### WORK TO COMPLETE
Below are some entries. Copy each line in them that holds "async".

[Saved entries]
//! Peer transport: one lazily-connected gRPC client per peer worker.
//!
//! Peers are constructed once at `Initialize` and are stable until shutdown.
//! Calls surface transport failures as `WorkerError::Transport`; routing and
//! merge semantics live above this layer.

use tonic::transport::{Channel, Endpoint};
use tracing::debug;

use crate::errors::{Result, WorkerError};
use crate::rpc;
use crate::rpc::worker_client::WorkerClient;

/// Handle to one peer worker.
#[derive(Clone)]
pub struct Peer {
    worker_id: i32,
    addr: String,
    client: WorkerClient<Channel>,
}

impl Peer {
    /// Build a proxy for peer `worker_id` at `host:port`.
    ///
    /// The channel connects lazily: peers may come up in any order during
    /// cluster initialization, so the first RPC pays the connection cost.
    pub fn connect(worker_id: i32, host: &str, port: i32) -> Result<Self> {
        let addr = format!("http://{host}:{port}");
        let endpoint = Endpoint::from_shared(addr.clone()).map_err(WorkerError::transport)?;
        let channel = endpoint.connect_lazy();
        debug!(peer = worker_id, addr = %addr, "created peer proxy");
        Ok(Self {
            worker_id,
            addr,
            client: WorkerClient::new(channel),
        })
    }

    pub fn worker_id(&self) -> i32 {
        self.worker_id
    }

    pub fn addr(&self) -> &str {
        &self.addr
    }

    /// Fetch one key from the peer's shard.
    pub async fn get(&self, req: rpc::GetRequest) -> Result<rpc::TableData> {
        let mut client = self.client.clone();
        let resp = client.get(req).await?;
        Ok(resp.into_inner())
    }

    /// Ship a drained pending batch to the owning peer.
    pub async fn put(&self, data: rpc::TableData) -> Result<()> {
        let mut client = self.client.clone();
        client.put(data).await?;
        Ok(())
    }

    /// Fetch or refill a server-side iterator batch.
    pub async fn get_iterator(&self, req: rpc::IteratorReq) -> Result<rpc::IteratorResp> {
        let mut client = self.client.clone();
        let resp = client.get_iterator(req).await?;
        Ok(resp.into_inner())
    }
}
//! Build script to generate gRPC bindings from the protobuf definition.

/// Regenerates tonic gRPC code when the protobuf changes.
///
/// Inputs: `proto/tessella.proto`
/// Output: generated Rust code under Cargo's `OUT_DIR`.
fn main() {
    // Ensure a `protoc` binary is available even when none is installed on the system.
    std::env::set_var(
        "PROTOC",
        protoc_bin_vendored::protoc_bin_path().unwrap(),
    );

    // Tell Cargo to rerun this build script when the proto file changes.
    println!("cargo:rerun-if-changed=proto/tessella.proto");

    // Invoke the codegen pipeline for the gRPC service definitions.
    tonic_build::configure()
        .compile_protos(&["proto/tessella.proto"], &["proto"])
        .unwrap();
}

### SOLUTION TO THIS PROBLEM
    pub async fn get(&self, req: rpc::GetRequest) -> Result<rpc::TableData> {
    pub async fn put(&self, data: rpc::TableData) -> Result<()> {
    pub async fn get_iterator(&self, req: rpc::IteratorReq) -> Result<rpc::IteratorResp> {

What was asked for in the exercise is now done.